→ Work to be completed: Please give the number of lines in the material below that contain "limits", without further comment.

→ Records:
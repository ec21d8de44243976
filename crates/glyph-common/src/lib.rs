//! Common types and utilities for the glyph type inference engine.
//!
//! This crate provides foundational, domain-agnostic building blocks used
//! by `glyph-types`:
//! - Source spans (`Span`, `Spanned`, `SpanBuilder`) and an opaque
//!   `SourceLocation` attached to type terms for diagnostics.
//! - Centralized recursion and capacity limits.

// Span - Source location tracking (byte offsets)
pub mod span;
pub use span::{SourceLocation, Span, SpanBuilder, Spanned};

// Centralized limits and thresholds
pub mod limits;
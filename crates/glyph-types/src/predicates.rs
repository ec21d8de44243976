//! `canRealize`, `hasUnbound`, and the two printable forms
//! (`toString` for debugging, `realizeString` as codegen's cache key).
//!
//! All four share the same depth-bounded traversal shape and the same
//! `Function` asymmetry: `args[0]` (the self/return slot) is skipped by
//! `canRealize`/`hasUnbound`/`realizeString` (it is derivable once the
//! rest of the signature is concrete) but kept by `toString` (a human
//! reading a debug dump wants to see the return type).

use rustc_hash::FxHashMap;

use crate::arena::TypeArena;
use crate::error::UnifyMismatch;
use crate::ids::TypeTermId;
use crate::link::{LinkState, LinkTable};
use crate::recursion::{DepthCounter, RecursionProfile};
use crate::static_eval::StaticEvaluator;
use crate::term::{chop, ClassData, TypeTermKind};
use crate::unify::{follow, partial_class_view};

/// True if every transitively reachable `Link` is `Link` (fully
/// resolved) and, for any `Static` along the way, its evaluator accepts
/// the bindings derived from its own explicit generics.
pub fn can_realize(
    arena: &TypeArena,
    links: &LinkTable,
    eval: &dyn StaticEvaluator,
    t: TypeTermId,
) -> Result<bool, UnifyMismatch> {
    let mut depth = DepthCounter::with_profile(RecursionProfile::Print);
    can_realize_inner(arena, links, eval, t, &mut depth)
}

fn can_realize_inner(
    arena: &TypeArena,
    links: &LinkTable,
    eval: &dyn StaticEvaluator,
    t: TypeTermId,
    depth: &mut DepthCounter,
) -> Result<bool, UnifyMismatch> {
    if !depth.enter() {
        return Err(UnifyMismatch::DepthExceeded);
    }
    let result = can_realize_step(arena, links, eval, t, depth);
    depth.leave();
    result
}

fn can_realize_step(
    arena: &TypeArena,
    links: &LinkTable,
    eval: &dyn StaticEvaluator,
    t: TypeTermId,
    depth: &mut DepthCounter,
) -> Result<bool, UnifyMismatch> {
    let t = follow(arena, links, t);
    match arena.get(t) {
        TypeTermKind::Var(v) => Ok(links.get(*v).is_link()),
        TypeTermKind::Class(c) => can_realize_class_like(arena, links, eval, c, depth),
        TypeTermKind::Function(f) => {
            for arg in f.args.iter().skip(1) {
                if !can_realize_inner(arena, links, eval, *arg, depth)? {
                    return Ok(false);
                }
            }
            for eg in f.explicits.values() {
                if let Some(term) = eg.term {
                    if !can_realize_inner(arena, links, eval, term, depth)? {
                        return Ok(false);
                    }
                }
            }
            can_realize_function_parent(arena, links, eval, f.parent, f.ignore_parent_generics, depth)
        }
        TypeTermKind::Static(_) => Ok(realize_static_inner(arena, links, eval, t, depth)?.is_some()),
        TypeTermKind::Partial(p) => can_realize_inner(arena, links, eval, p.wrapped, depth),
    }
}

fn can_realize_class_like(
    arena: &TypeArena,
    links: &LinkTable,
    eval: &dyn StaticEvaluator,
    c: &ClassData,
    depth: &mut DepthCounter,
) -> Result<bool, UnifyMismatch> {
    for arg in &c.args {
        if !can_realize_inner(arena, links, eval, *arg, depth)? {
            return Ok(false);
        }
    }
    for eg in c.explicits.values() {
        if let Some(term) = eg.term {
            if !can_realize_inner(arena, links, eval, term, depth)? {
                return Ok(false);
            }
        }
    }
    if let Some(p) = c.parent {
        return can_realize_inner(arena, links, eval, p, depth);
    }
    Ok(true)
}

/// Checks a `Function`'s `parent` for `canRealize`/`hasUnbound`. When
/// `ignore_parent_generics` is set, the immediate parent's own explicit
/// generics are assumed bound by the enclosing context and are not
/// required to realize here; its fields and its own parent still are.
fn can_realize_function_parent(
    arena: &TypeArena,
    links: &LinkTable,
    eval: &dyn StaticEvaluator,
    parent: Option<TypeTermId>,
    ignore_parent_generics: bool,
    depth: &mut DepthCounter,
) -> Result<bool, UnifyMismatch> {
    let Some(parent) = parent else { return Ok(true) };
    if !ignore_parent_generics {
        return can_realize_inner(arena, links, eval, parent, depth);
    }
    let followed = follow(arena, links, parent);
    match arena.get(followed) {
        TypeTermKind::Class(c) => {
            for arg in &c.args {
                if !can_realize_inner(arena, links, eval, *arg, depth)? {
                    return Ok(false);
                }
            }
            match c.parent {
                Some(gp) => can_realize_inner(arena, links, eval, gp, depth),
                None => Ok(true),
            }
        }
        _ => can_realize_inner(arena, links, eval, followed, depth),
    }
}

/// True if any transitively reachable `Link` is still `Unbound`.
pub fn has_unbound(arena: &TypeArena, links: &LinkTable, t: TypeTermId) -> Result<bool, UnifyMismatch> {
    let mut depth = DepthCounter::with_profile(RecursionProfile::Print);
    has_unbound_inner(arena, links, t, &mut depth)
}

fn has_unbound_inner(
    arena: &TypeArena,
    links: &LinkTable,
    t: TypeTermId,
    depth: &mut DepthCounter,
) -> Result<bool, UnifyMismatch> {
    if !depth.enter() {
        return Err(UnifyMismatch::DepthExceeded);
    }
    let result = has_unbound_step(arena, links, t, depth);
    depth.leave();
    result
}

fn has_unbound_step(
    arena: &TypeArena,
    links: &LinkTable,
    t: TypeTermId,
    depth: &mut DepthCounter,
) -> Result<bool, UnifyMismatch> {
    let t = follow(arena, links, t);
    match arena.get(t) {
        TypeTermKind::Var(v) => Ok(links.get(*v).is_unbound()),
        TypeTermKind::Class(c) => has_unbound_class_like(arena, links, c, depth),
        TypeTermKind::Function(f) => {
            for arg in f.args.iter().skip(1) {
                if has_unbound_inner(arena, links, *arg, depth)? {
                    return Ok(true);
                }
            }
            for eg in f.explicits.values() {
                if let Some(term) = eg.term {
                    if has_unbound_inner(arena, links, term, depth)? {
                        return Ok(true);
                    }
                }
            }
            if f.ignore_parent_generics {
                if let Some(parent) = f.parent {
                    let followed = follow(arena, links, parent);
                    return match arena.get(followed) {
                        TypeTermKind::Class(c) => {
                            for arg in &c.args {
                                if has_unbound_inner(arena, links, *arg, depth)? {
                                    return Ok(true);
                                }
                            }
                            match c.parent {
                                Some(gp) => has_unbound_inner(arena, links, gp, depth),
                                None => Ok(false),
                            }
                        }
                        _ => has_unbound_inner(arena, links, followed, depth),
                    };
                }
                Ok(false)
            } else {
                match f.parent {
                    Some(p) => has_unbound_inner(arena, links, p, depth),
                    None => Ok(false),
                }
            }
        }
        TypeTermKind::Static(s) => {
            for eg in s.explicits.values() {
                if let Some(term) = eg.term {
                    if has_unbound_inner(arena, links, term, depth)? {
                        return Ok(true);
                    }
                }
            }
            Ok(false)
        }
        TypeTermKind::Partial(p) => has_unbound_inner(arena, links, p.wrapped, depth),
    }
}
use super::*;

#[test]
fn new_and_len() {
    let s = Span::new(4, 10);
    assert_eq!(s.len(), 6);
    assert!(!s.is_empty());
}

#[test]
fn at_is_empty() {
    let s = Span::at(7);
    assert!(s.is_empty());
    assert_eq!(s.start, 7);
    assert_eq!(s.end, 7);
}

#[test]
fn dummy_is_recognized() {
    let s = Span::dummy();
    assert!(s.is_dummy());
    assert!(!Span::new(0, 1).is_dummy());
}

#[test]
fn merge_covers_both() {
    let a = Span::new(2, 5);
    let b = Span::new(10, 14);
    let m = a.merge(b);
    assert_eq!(m, Span::new(2, 14));
}

#[test]
fn span_builder_tracks_start() {
    let b = SpanBuilder::start(3);
    let s = b.end(9);
    assert_eq!(s, Span::new(3, 9));
}

#[test]
fn source_location_roundtrip() {
    let span = Span::new(1, 2);
    let loc: SourceLocation = span.into();
    assert_eq!(loc.span(), span);
    assert!(!loc.is_synthetic());
    assert!(SourceLocation::synthetic().is_synthetic());
}

#[test]
fn display_format() {
    assert_eq!(Span::new(1, 4).to_string(), "1..4");
}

→ Task solution: 3